Cllr Butler spoke at this Monday’s Metropolitan District meeting in support of a motion from party colleague Cllr Sarah Kiely.
Cllr Kiely proposed a motion calling on the Council to write to Bus Éireann and the National Transport Authority (NTA) to ask why drivers are not stopping at marked bus stops and taking alternative routes on the city service.
Bus Éireann, she told the council executive, need to instruct their drivers to stop at all stops, and “not just the ones they feel they want to stop at”.
Cllr Kiely said that recently an elderly woman had been on a bus from Colbert Station and was told, when she tried to disembark on the Hyde Road, that her local stop wasn’t “official”.

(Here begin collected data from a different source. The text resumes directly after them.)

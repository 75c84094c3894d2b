// File: src/learning/transform.rs
//! Per-partition reweighting fitted alongside the vocabularies.

use crate::learning::vectorizer::SparseRow;
use serde::{Deserialize, Serialize};

/// Scales below this are treated as constant columns.
const MIN_SCALE: f64 = 10.0 * f64::EPSILON;

/// Divides each column by its standard deviation. No centering: the numeric
/// features are non-negative counts and ratios, and rows stay sparse.
#[derive(Debug, Clone, Default, PartialEq, Serialize, Deserialize)]
pub struct Scaler {
    scale: Vec<f64>,
}

impl Scaler {
    pub fn fit(rows: &[SparseRow], dim: usize) -> Self {
        let n = rows.len().max(1) as f64;
        let mut sum = vec![0.0; dim];
        let mut sum_sq = vec![0.0; dim];
        for row in rows {
            for &(c, v) in row {
                sum[c] += v;
                sum_sq[c] += v * v;
            }
        }
        let scale = sum
            .iter()
            .zip(&sum_sq)
            .map(|(&s, &sq)| {
                let mean = s / n;
                let std = (sq / n - mean * mean).max(0.0).sqrt();
                if std < MIN_SCALE {
                    1.0
                } else {
                    std
                }
            })
            .collect();
        Self { scale }
    }

    pub fn transform(&self, row: &mut SparseRow) {
        for (c, v) in row.iter_mut() {
            *v /= self.scale[*c];
        }
    }
}

/// Document-frequency reweighting: a column present in many training rows
/// contributes less than a rare one. Rows are L2-normalised afterwards.
#[derive(Debug, Clone, Default, PartialEq, Serialize, Deserialize)]
pub struct TfidfWeights {
    idf: Vec<f64>,
}

impl TfidfWeights {
    /// Smoothed idf: `ln((1 + n) / (1 + df)) + 1`.
    pub fn fit(rows: &[SparseRow], dim: usize) -> Self {
        let n = rows.len() as f64;
        let mut df = vec![0usize; dim];
        for row in rows {
            for &(c, _) in row {
                df[c] += 1;
            }
        }
        let idf = df.iter().map(|&d| ((1.0 + n) / (1.0 + d as f64)).ln() + 1.0).collect();
        Self { idf }
    }

    pub fn idf(&self, column: usize) -> Option<f64> {
        self.idf.get(column).copied()
    }

    pub fn transform(&self, row: &mut SparseRow) {
        for (c, v) in row.iter_mut() {
            *v *= self.idf[*c];
        }
        let norm = row.iter().map(|(_, v)| v * v).sum::<f64>().sqrt();
        if norm > 0.0 {
            for (_, v) in row.iter_mut() {
                *v /= norm;
            }
        }
    }
}

#[cfg(test)]
mod tests {
    use super::*;

    #[test]
    fn scaler_divides_by_population_std() {
        // column 0: [1, 3] -> std 1; column 1: [2, 2] -> constant
        let rows = vec![vec![(0, 1.0), (1, 2.0)], vec![(0, 3.0), (1, 2.0)]];
        let scaler = Scaler::fit(&rows, 2);
        let mut row = vec![(0, 3.0), (1, 2.0)];
        scaler.transform(&mut row);
        assert_eq!(row, vec![(0, 3.0), (1, 2.0)]);

        let rows = vec![vec![(0, 4.0)], vec![]];
        let scaler = Scaler::fit(&rows, 1);
        let mut row = vec![(0, 4.0)];
        scaler.transform(&mut row);
        assert_eq!(row, vec![(0, 2.0)]);
    }

    #[test]
    fn common_columns_weigh_less() {
        let rows = vec![vec![(0, 1.0), (1, 1.0)], vec![(0, 1.0)], vec![(0, 1.0)]];
        let tfidf = TfidfWeights::fit(&rows, 2);
        assert_eq!(tfidf.idf(0), Some(1.0));
        assert!(tfidf.idf(1).unwrap() > 1.0);

        let mut row = vec![(0, 1.0), (1, 1.0)];
        tfidf.transform(&mut row);
        assert!(row[1].1 > row[0].1);
        let norm: f64 = row.iter().map(|(_, v)| v * v).sum();
        assert!((norm - 1.0).abs() < 1e-12);
    }
}
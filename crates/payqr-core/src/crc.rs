//! CRC-16/CCITT-FALSE checksum used by EMVCo payloads (tag 63)
//!
//! Poly: 0x1021, Init: 0xFFFF, no reflection, no final XOR.

/// Computes CRC-16/CCITT-FALSE over raw bytes.
pub fn crc16_ccitt_false(data: &[u8]) -> u16 {
    let mut crc: u16 = 0xFFFF;
    for &byte in data {
        // byte-wise form of the 0x1021 polynomial
        let mut x = ((crc >> 8) ^ (byte as u16)) & 0xFF;
        x ^= x >> 4;
        crc = (crc << 8) ^ (x << 12) ^ (x << 5) ^ x;
    }
    crc
}

/// Checksum of a payload's UTF-8 bytes as 4 uppercase hex digits.
pub fn checksum_hex(payload: &str) -> String {
    format!("{:04X}", crc16_ccitt_false(payload.as_bytes()))
}
//! QR symbol reading
//!
//! Turns a grayscale bitmap into the text stored in the QR symbol. rqrr is
//! tried first, rxing second, then both again on inverted and thresholded
//! copies of the image.

use std::collections::HashSet;

use image::{GrayImage, Luma};
use rxing::qrcode::QRCodeReader;
use rxing::{BarcodeFormat, DecodeHintType, DecodeHintValue, DecodingHintDictionary, Exceptions, Reader};
use serde::{Deserialize, Serialize};
use thiserror::Error;

/// Failures of the image source / symbol reader collaborators
#[derive(Error, Debug, Clone, PartialEq)]
pub enum DecodeError {
    #[error("No QR code found in image")]
    NotFound,

    #[error("Failed to decode QR: {0}")]
    DecodeFailed(String),

    #[error("Invalid image: {0}")]
    InvalidImage(String),

    #[error("I/O error: {0}")]
    Io(String),

    #[error("Failed to fetch image: {0}")]
    Fetch(String),
}

/// Reader tuning
#[derive(Debug, Clone, Serialize, Deserialize)]
#[serde(default)]
pub struct ReaderConfig {
    /// Retry on the inverted image (light-on-dark symbols)
    pub try_inverted: bool,
    /// Threshold for the last-resort binarisation pass
    pub threshold: u8,
    /// Images larger than this are downscaled before reading
    pub max_dimension: u32,
}

impl Default for ReaderConfig {
    fn default() -> Self {
        Self {
            try_inverted: true,
            threshold: 128,
            max_dimension: 1000,
        }
    }
}

/// Something that can read the text out of a QR symbol.
pub trait QrSymbolReader: Send + Sync {
    fn read(&self, img: &GrayImage) -> Result<String, DecodeError>;
}

/// rqrr + rxing reader with fallbacks
#[derive(Debug, Clone, Default)]
pub struct SymbolReader {
    config: ReaderConfig,
}

impl QrSymbolReader for SymbolReader {
    fn read(&self, img: &GrayImage) -> Result<String, DecodeError> {
        self.decode(img)
    }
}

impl SymbolReader {
    pub fn new(config: ReaderConfig) -> Self {
        Self { config }
    }

    pub fn config(&self) -> &ReaderConfig {
        &self.config
    }

    /// Runs the full fallback chain.
    pub fn decode(&self, img: &GrayImage) -> Result<String, DecodeError> {
        if img.width() == 0 || img.height() == 0 {
            return Err(DecodeError::InvalidImage("empty image".into()));
        }

        let img = self.downscale(img);
        log::debug!("Reading QR from {}x{} image", img.width(), img.height());

        let mut last_error = DecodeError::NotFound;

        match self.try_decoders(&img) {
            Ok(text) => return Ok(text),
            Err(e) => last_error = prefer_specific(last_error, e),
        }

        if self.config.try_inverted {
            log::debug!("FALLBACK: inverted image");
            match self.try_decoders(&invert(&img)) {
                Ok(text) => return Ok(text),
                Err(e) => last_error = prefer_specific(last_error, e),
            }
        }

        log::debug!("FALLBACK: contrast stretch");
        match self.try_decoders(&contrast_stretch(&img)) {
            Ok(text) => return Ok(text),
            Err(e) => last_error = prefer_specific(last_error, e),
        }

        log::debug!("FALLBACK: hard threshold ({})", self.config.threshold);
        match self.try_decoders(&threshold(&img, self.config.threshold)) {
            Ok(text) => return Ok(text),
            Err(e) => last_error = prefer_specific(last_error, e),
        }

        log::info!("QR read failed: {}", last_error);
        Err(last_error)
    }

    fn try_decoders(&self, img: &GrayImage) -> Result<String, DecodeError> {
        match decode_with_rqrr(img) {
            Ok(text) => Ok(text),
            Err(rqrr_err) => decode_with_rxing(img).map_err(|e| prefer_specific(rqrr_err, e)),
        }
    }

    fn downscale(&self, img: &GrayImage) -> GrayImage {
        let (width, height) = img.dimensions();
        let max = self.config.max_dimension;
        if max == 0 || (width <= max && height <= max) {
            return img.clone();
        }

        let scale = max as f32 / width.max(height) as f32;
        let new_width = ((width as f32 * scale) as u32).max(1);
        let new_height = ((height as f32 * scale) as u32).max(1);

        image::imageops::resize(img, new_width, new_height, image::imageops::FilterType::Triangle)
    }
}

/// Keeps the more informative of two errors (a real decode failure beats "not found").
fn prefer_specific(current: DecodeError, next: DecodeError) -> DecodeError {
    match (&current, &next) {
        (DecodeError::NotFound, _) => next,
        _ => current,
    }
}

fn decode_with_rqrr(img: &GrayImage) -> Result<String, DecodeError> {
    let mut prepared = rqrr::PreparedImage::prepare(img.clone());
    let grids = prepared.detect_grids();
    log::debug!("RQRR: detected {} grids", grids.len());

    let grid = grids.first().ok_or(DecodeError::NotFound)?;
    match grid.decode() {
        Ok((_meta, content)) => Ok(content),
        Err(e) => Err(DecodeError::DecodeFailed(format!("{:?}", e))),
    }
}

fn decode_with_rxing(img: &GrayImage) -> Result<String, DecodeError> {
    let (width, height) = img.dimensions();

    // packed ARGB, gray repeated in each channel
    let pixels: Vec<u32> = img
        .as_raw()
        .iter()
        .map(|&gray| {
            let g = gray as u32;
            0xFF000000 | (g << 16) | (g << 8) | g
        })
        .collect();

    let mut hints = DecodingHintDictionary::new();
    hints.insert(
        DecodeHintType::POSSIBLE_FORMATS,
        DecodeHintValue::PossibleFormats(HashSet::from([BarcodeFormat::QR_CODE])),
    );
    hints.insert(DecodeHintType::TRY_HARDER, DecodeHintValue::TryHarder(true));

    let mut reader = QRCodeReader::new();

    let source = rxing::RGBLuminanceSource::new_with_width_height_pixels(
        width as usize,
        height as usize,
        &pixels,
    );
    let mut bitmap = rxing::BinaryBitmap::new(rxing::common::HybridBinarizer::new(source));
    let hybrid_err = match reader.decode_with_hints(&mut bitmap, &hints) {
        Ok(result) => {
            log::debug!("RXING: success (HybridBinarizer)");
            return Ok(result.getText().to_string());
        }
        Err(e) => rxing_error(e),
    };

    let source = rxing::RGBLuminanceSource::new_with_width_height_pixels(
        width as usize,
        height as usize,
        &pixels,
    );
    let mut bitmap = rxing::BinaryBitmap::new(rxing::common::GlobalHistogramBinarizer::new(source));
    match reader.decode_with_hints(&mut bitmap, &hints) {
        Ok(result) => {
            log::debug!("RXING: success (GlobalHistogramBinarizer)");
            Ok(result.getText().to_string())
        }
        Err(e) => Err(prefer_specific(hybrid_err, rxing_error(e))),
    }
}

/// Only "no symbol" stays `NotFound`; checksum and format failures keep rxing's message.
fn rxing_error(e: Exceptions) -> DecodeError {
    log::debug!("RXING: {}", e);
    match e {
        Exceptions::NotFoundException(_) => DecodeError::NotFound,
        other => DecodeError::DecodeFailed(format!("rxing: {}", other)),
    }
}

fn invert(img: &GrayImage) -> GrayImage {
    let mut result = img.clone();
    for p in result.pixels_mut() {
        p.0[0] = 255 - p.0[0];
    }
    result
}

/// Stretches the histogram to the full 0..=255 range.
fn contrast_stretch(img: &GrayImage) -> GrayImage {
    let (min_val, max_val) = img
        .pixels()
        .fold((255u8, 0u8), |(lo, hi), p| (lo.min(p.0[0]), hi.max(p.0[0])));

    if min_val >= max_val {
        return img.clone();
    }

    let range = (max_val - min_val) as f32;
    let mut result = img.clone();
    for p in result.pixels_mut() {
        p.0[0] = ((p.0[0] - min_val) as f32 / range * 255.0) as u8;
    }
    result
}

fn threshold(img: &GrayImage, level: u8) -> GrayImage {
    let mut result = img.clone();
    for p in result.pixels_mut() {
        *p = Luma([if p.0[0] < level { 0 } else { 255 }]);
    }
    result
}

#[cfg(test)]
mod tests {
    use super::*;

    #[test]
    fn test_blank_image_not_found() {
        let reader = SymbolReader::default();
        let img = GrayImage::from_pixel(50, 50, Luma([128]));
        assert!(reader.read(&img).is_err());
    }

    #[test]
    fn test_empty_image_rejected() {
        let reader = SymbolReader::default();
        let img = GrayImage::new(0, 0);
        assert!(matches!(reader.read(&img), Err(DecodeError::InvalidImage(_))));
    }

    #[test]
    fn test_invert() {
        let img = GrayImage::from_pixel(4, 4, Luma([100]));
        assert_eq!(invert(&img).get_pixel(0, 0).0[0], 155);
    }

    #[test]
    fn test_contrast_stretch() {
        let mut img = GrayImage::from_pixel(2, 1, Luma([100]));
        img.put_pixel(1, 0, Luma([150]));
        let stretched = contrast_stretch(&img);
        assert_eq!(stretched.get_pixel(0, 0).0[0], 0);
        assert_eq!(stretched.get_pixel(1, 0).0[0], 255);
    }

    #[test]
    fn test_threshold() {
        let mut img = GrayImage::from_pixel(2, 1, Luma([127]));
        img.put_pixel(1, 0, Luma([128]));
        let bin = threshold(&img, 128);
        assert_eq!(bin.get_pixel(0, 0).0[0], 0);
        assert_eq!(bin.get_pixel(1, 0).0[0], 255);
    }

    #[test]
    fn test_downscale_keeps_aspect() {
        let reader = SymbolReader::new(ReaderConfig { max_dimension: 100, ..Default::default() });
        let img = GrayImage::new(400, 200);
        assert_eq!(reader.downscale(&img).dimensions(), (100, 50));
    }

    #[test]
    fn test_rxing_error_mapping() {
        assert_eq!(rxing_error(Exceptions::NOT_FOUND), DecodeError::NotFound);
        match rxing_error(Exceptions::ChecksumException("bad ecc".into())) {
            DecodeError::DecodeFailed(msg) => assert!(msg.contains("bad ecc"), "{}", msg),
            other => panic!("expected DecodeFailed, got {:?}", other),
        }
        assert!(matches!(
            rxing_error(Exceptions::FormatException(String::new())),
            DecodeError::DecodeFailed(_)
        ));
    }

    #[test]
    fn test_prefer_specific() {
        let e = prefer_specific(DecodeError::NotFound, DecodeError::DecodeFailed("ecc".into()));
        assert_eq!(e, DecodeError::DecodeFailed("ecc".into()));
        let e = prefer_specific(DecodeError::DecodeFailed("ecc".into()), DecodeError::NotFound);
        assert_eq!(e, DecodeError::DecodeFailed("ecc".into()));
    }
}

“I don’t know what’s going on here, but I think this Council needs to instruct Bus Éireann and make the NTA aware of what’s going on. This is unacceptable behaviour and should never happen,” Cllr Kiely insisted.
Seconding her motion, Cllr Daniel Butler said the people along Hyde Road deserve a decent bus service.
“Over the years they have been totally neglected and, from what I can see, discriminated against in terms of the bus service that is being provided to them,” Cllr Butler claimed.
“It can no longer continue. I use this bus service because it goes out to Raheen and Dooradoyle. Sometimes it will use the area and sometimes it won’t use the area. You don’t know if you are coming or going at times with the bus service.”
Fianna Fáil councillor Catherine Slattery was not at all impressed with the comments.
”I have heard that there was hassle with two bus stops in the area. That has been rectified now. I, myself, was onto Bus Éireann about these bus stops, as was Willie O’Dea.
“I will say that I think it is disgraceful that an elected member would be targeting bus drivers who are doing a fantastic job in our city, especially with all the works that are going on and they trying to navigate to different locations.
“To ask that they be reprimanded after the boss of Bus Éireann in Limerick saying things are okay. And for Cllr Butler to say that Hyde Road is being neglected and discriminated – what a load of tripe.
“I am from that area. My own mother uses the bus regularly. I use the bus regularly. I think that statement is just disgraceful and needs to be retracted,” Cllr Slattery hit out.
Asking for the comment to be retracted, Cllr Slattery said that “people in Hyde Road are not being discriminated against and they are not being neglected”.
“Look at the works Active Travel have done in the area, and to say that people in our community, where I am from, are being neglected and discriminated is just totally untrue.”
After a prolonged silence in the chamber, Cllr Talukder, chairing the meeting, asked Cllr Butler if he wanted to speak. But before he could respond, Cllr Slattery exploded once more.
”Ask Cllr Butler when was the last time he was in Hyde Road. I would like to know because I have never seen him there.”
”I used to work in the area, Cllr Slattery, but you wouldn’t know that, you have been gone from the area for so long,” Cllr Butler hit back.
”You don’t know anything about my personal life, so don’t even go there,” she hit back.
“Likewise. But I am delighted that you have finally now come out in support of the Active Travel measures on the back of the great work done by Cllr Kiely. It’s great to see it,” Cllr Butler responded.
“Excuse me Cllr Butler, I was the first person that asked for the Active Travel safety measures on Hyde Road,” Cllr Slattery interjected.
“I will hold up my hand and say that I am totally against cycle lanes on Hyde Road. That’s why I didn’t go to the presentation by the mayor.
“All Fine Gael councillors were there with their hands up trying to say they got all this work done. No, ye did not. I was the first on this as you well know.”